Pintail breed in a few isolated sites in Britain, but are mainly winter migrants, arriving in the autumn from western Scandinavia, northern Russia and Iceland, to overwinter mainly on coastal sites around the major estuary systems. The pintail feeds largely on aquatic plant material, but also takes invertebrates such as water insects, molluscs and worms.
The species can easily be recognised in flight by its long, outstretched neck and its long tail, coupled with its black and white colouration.
Britain’s only native breeding wild goose species, the greylag is the ancestor of most of our domestic geese. It occurs throughout the western palearctic zone, through central Siberia to Japan, although most of the migratory greylags arriving in this country in the autumn breed mainly in Iceland, with a few birds coming from western Scandinavia and the Baltic coast. Home bred greylags tend to remain fairly local in their habits, with significant concentrations of birds staying resident in the areas where they were raised.
It is not easy to visually distinguish the greylag from the other grey geese at a distance, although identification marks to watch for are the pale grey-brown plumage of the head and neck, which extends down over the breast, and the orange-pink bill. Its voice, however, is distinctive: a deep bell-like ‘aang ung-ung’, which it makes in flight.
Natural grazers and foragers, greylags are partial to a wide range of agricultural crops, from grass through root crops and potatoes to winter cereals.
The pink-footed goose is the smallest of our grey geese and arrives in the autumn from its breeding grounds in Spitzbergen, Iceland and Greenland. It can be distinguished from the greylag by its size, by its browner head and neck and by its pink and brown bill. In flight, however, its characteristic call, a bright ‘ink-ink’, is a ready point of identification.
Like the greylag, it feeds largely on farmland, close to traditional coastal roosting sites such as the Scottish firths, the Lancashire coast, the Wash, and north and east Norfolk. It readily takes gleanings off the autumn stubbles before turning to grass, winter cereals, sugar beet tops and roots. Where vegetables are grown, pinkfeet also feed on carrots and a variety of brassica crops, often in very large flocks. As with the other grey geese, the pinkfoot is steadily increasing in numbers, and the population is currently buoyant.
The white forehead and black-barred underside are the key distinguishing features of this medium sized grey goose. A regular visitor to the Suffolk coast, the European race of this species breeds in the Arctic regions of north west Russia, migrating quite late in the autumn via the Baltic coast to winter in north Germany, the Netherlands, Belgium and England. Numbers may not peak until February, when the birds are driven west by the colder weather.

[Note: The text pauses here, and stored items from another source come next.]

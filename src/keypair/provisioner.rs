//! Keypair provisioning
//!
//! Any number of instances may race to initialize the shared record. The
//! store's create-if-absent primitive arbitrates: one writer wins, every
//! other instance discards its candidate and converges on the winner's
//! keypair. A record observed with only one half populated is an
//! inconsistency this module reports and never papers over.

use std::sync::Arc;

use tokio::sync::OnceCell;
use tracing::{debug, error, info, warn};

use crate::crypto::keys::{LocalKeypair, PrivateKey, PublicKey};
use crate::store::{RecordStore, StoreConnector};
use crate::types::{KeyrootError, Result};

use super::record::{KeypairRecord, PRIVATE_PEM_FIELD, PUBLIC_PEM_FIELD};

/// A valid keypair parsed out of the shared record.
///
/// Never mutated after construction; shared read-only once memoized.
#[derive(Debug)]
pub struct ResolvedKeypair {
    /// Parsed public half
    pub public: PublicKey,
    /// Parsed private half
    pub private: PrivateKey,
    /// The record the keys were parsed from
    pub record: KeypairRecord,
}

impl ResolvedKeypair {
    /// Parse a complete record into key objects.
    pub fn from_record(record: KeypairRecord) -> Result<Self> {
        let public = PublicKey::from_pem(&record.public_pem)?;
        let private = PrivateKey::from_pem(&record.private_pem)?;

        Ok(Self {
            public,
            private,
            record,
        })
    }
}

/// Converges the cluster onto a single shared keypair.
pub struct KeypairProvisioner<C: StoreConnector> {
    connector: C,
    key_bits: u32,
    resolved: OnceCell<Arc<ResolvedKeypair>>,
}

impl<C: StoreConnector> KeypairProvisioner<C> {
    pub fn new(connector: C, key_bits: u32) -> Self {
        Self {
            connector,
            key_bits,
            resolved: OnceCell::new(),
        }
    }

    /// The resolved cluster keypair, memoized per instance.
    ///
    /// Concurrent first callers share a single in-flight `provision`; later
    /// callers take the cached value with no store round-trip. A failed
    /// resolution leaves the cell empty so the next caller tries again.
    pub async fn resolve(&self) -> Result<Arc<ResolvedKeypair>> {
        self.resolved
            .get_or_try_init(|| async {
                let record = self.provision().await?;
                Ok(Arc::new(ResolvedKeypair::from_record(record)?))
            })
            .await
            .map(Arc::clone)
    }

    /// Run the convergence protocol against the shared record.
    ///
    /// Always talks to the store; `resolve` is the memoized entry point.
    /// Acquires one store lease for the whole pass.
    pub async fn provision(&self) -> Result<KeypairRecord> {
        let mut store = self.connector.acquire().await?;

        let existing = store.read_all().await?;
        if let Some(record) = KeypairRecord::from_fields(&existing) {
            debug!("Shared keypair already present");
            return Ok(record);
        }

        warn!(
            state = ?KeypairRecord::classify(&existing),
            "No usable keypair record; generating a local candidate"
        );
        let candidate = self.generate_candidate().await?;

        if store
            .set_field_if_absent(PUBLIC_PEM_FIELD, &candidate.public_pem)
            .await?
        {
            if store
                .set_field_if_absent(PRIVATE_PEM_FIELD, &candidate.private_pem)
                .await?
            {
                info!("Stored new cluster keypair");
            } else {
                error!(
                    "Claimed the public field but the private field was already taken; \
                     the stored record can no longer be trusted"
                );
                return Err(KeyrootError::ProvisioningConflict(
                    "public field claimed but private field lost".to_string(),
                ));
            }
        } else {
            warn!("Another instance claimed the keypair record; discarding local candidate");
        }

        let fields = store.read_all().await?;
        KeypairRecord::from_fields(&fields).ok_or_else(|| {
            KeyrootError::ProvisioningIncomplete(format!(
                "record is {:?} after provisioning pass",
                KeypairRecord::classify(&fields)
            ))
        })
    }

    /// Generate a provisional keypair off the event loop.
    async fn generate_candidate(&self) -> Result<LocalKeypair> {
        let bits = self.key_bits;

        tokio::task::spawn_blocking(move || LocalKeypair::generate(bits))
            .await
            .map_err(|e| KeyrootError::Internal(format!("Key generation task failed: {}", e)))?
    }
}
//! Redis connector and record handle

use std::collections::HashMap;
use std::time::Duration;

use async_trait::async_trait;
use redis::aio::MultiplexedConnection;
use redis::AsyncCommands;
use tracing::{debug, info};

use crate::config::Args;
use crate::types::{KeyrootError, Result};

use super::{RecordStore, StoreConnector};

/// Connects to Redis and hands out per-operation record handles.
#[derive(Clone, Debug)]
pub struct RedisConnector {
    client: redis::Client,
    record_key: String,
    connect_timeout: Duration,
}

impl RedisConnector {
    /// Build a connector from configuration. No connection is made here;
    /// each lease is established per `acquire` call.
    pub fn new(args: &Args) -> Result<Self> {
        let url = args.store_url();
        info!("Using store at {}", url);

        let client = redis::Client::open(url)
            .map_err(|e| KeyrootError::Config(format!("Invalid store URL: {}", e)))?;

        Ok(Self {
            client,
            record_key: args.keypair_record_key.clone(),
            connect_timeout: Duration::from_millis(args.store_connect_timeout_ms),
        })
    }
}

#[async_trait]
impl StoreConnector for RedisConnector {
    type Handle = RedisRecord;

    async fn acquire(&self) -> Result<RedisRecord> {
        debug!("Connecting to store");

        let conn = tokio::time::timeout(
            self.connect_timeout,
            self.client.get_multiplexed_async_connection(),
        )
        .await
        .map_err(|_| {
            KeyrootError::StoreUnavailable(format!(
                "Connection attempt timed out after {:?}",
                self.connect_timeout
            ))
        })?
        .map_err(|e| KeyrootError::StoreUnavailable(format!("Failed to connect: {}", e)))?;

        let mut handle = RedisRecord {
            conn,
            record_key: self.record_key.clone(),
        };

        // Verify the lease before handing it out
        let _: String = redis::cmd("PING")
            .query_async(&mut handle.conn)
            .await
            .map_err(|e| KeyrootError::StoreUnavailable(format!("Store ping failed: {}", e)))?;

        debug!("Store connection established");
        Ok(handle)
    }
}

/// A leased connection scoped to the well-known keypair record.
///
/// Dropping the handle releases the lease on every exit path. Release can
/// only be logged, never surfaced, so cleanup cannot mask the operation's
/// real result.
pub struct RedisRecord {
    conn: MultiplexedConnection,
    record_key: String,
}

impl RedisRecord {
    /// The record key this handle operates on.
    pub fn record_key(&self) -> &str {
        &self.record_key
    }
}

#[async_trait]
impl RecordStore for RedisRecord {
    async fn read_all(&mut self) -> Result<HashMap<String, String>> {
        let fields: HashMap<String, String> = self.conn.hgetall(&self.record_key).await?;
        Ok(fields)
    }

    async fn set_field_if_absent(&mut self, field: &str, value: &str) -> Result<bool> {
        let created: bool = self.conn.hset_nx(&self.record_key, field, value).await?;
        Ok(created)
    }
}

impl Drop for RedisRecord {
    fn drop(&mut self) {
        debug!("Store connection released");
    }
}

#[cfg(test)]
mod tests {
    // Store round-trips require a running Redis instance; the in-memory
    // store covers the record contract in-process. Connector construction
    // is testable offline.

    use super::*;
    use crate::keypair::record::RECORD_KEY;

    fn args(url: Option<&str>) -> Args {
        Args {
            redis_url: url.map(str::to_string),
            store_connect_timeout_ms: 3000,
            keypair_record_key: RECORD_KEY.to_string(),
            rsa_key_bits: 2048,
            log_level: "info".to_string(),
        }
    }

    #[test]
    fn test_connector_accepts_default_url() {
        assert!(RedisConnector::new(&args(None)).is_ok());
    }

    #[test]
    fn test_connector_rejects_malformed_url() {
        let err = RedisConnector::new(&args(Some("not-a-url"))).unwrap_err();
        assert!(matches!(err, KeyrootError::Config(_)));
    }
}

The whitefront’s thrilling cry, which it makes in flight, is not unlike that of the pinkfoot but it is higher pitched and more of a gabbling staccato. The birds are almost exclusively vegetarian and feed on wet grass marshes and saltmarsh plants. Populations of the European white-fronted goose are buoyant, in contrast to those of the Greenland race, which breed in Greenland and winter in Ireland and Scotland, with a small wintering population in Wales.
The Canada goose is our biggest quarry bird, and with its black neck, white cheek patches and grey-brown body plumage, it is immediately recognisable. In flight, Canadas make a distinctive ‘a-honk’ note, which carries over long distances.
This goose is not native to Britain but was introduced from America in the 1600s as an ornamental bird. It spread from the park lakes where it was first released and has now become well established throughout the country. Although Canadas in their native country are migratory, British populations tend to stay close to where they were raised. Canadas feed largely on grass and, like other geese, are on the increase.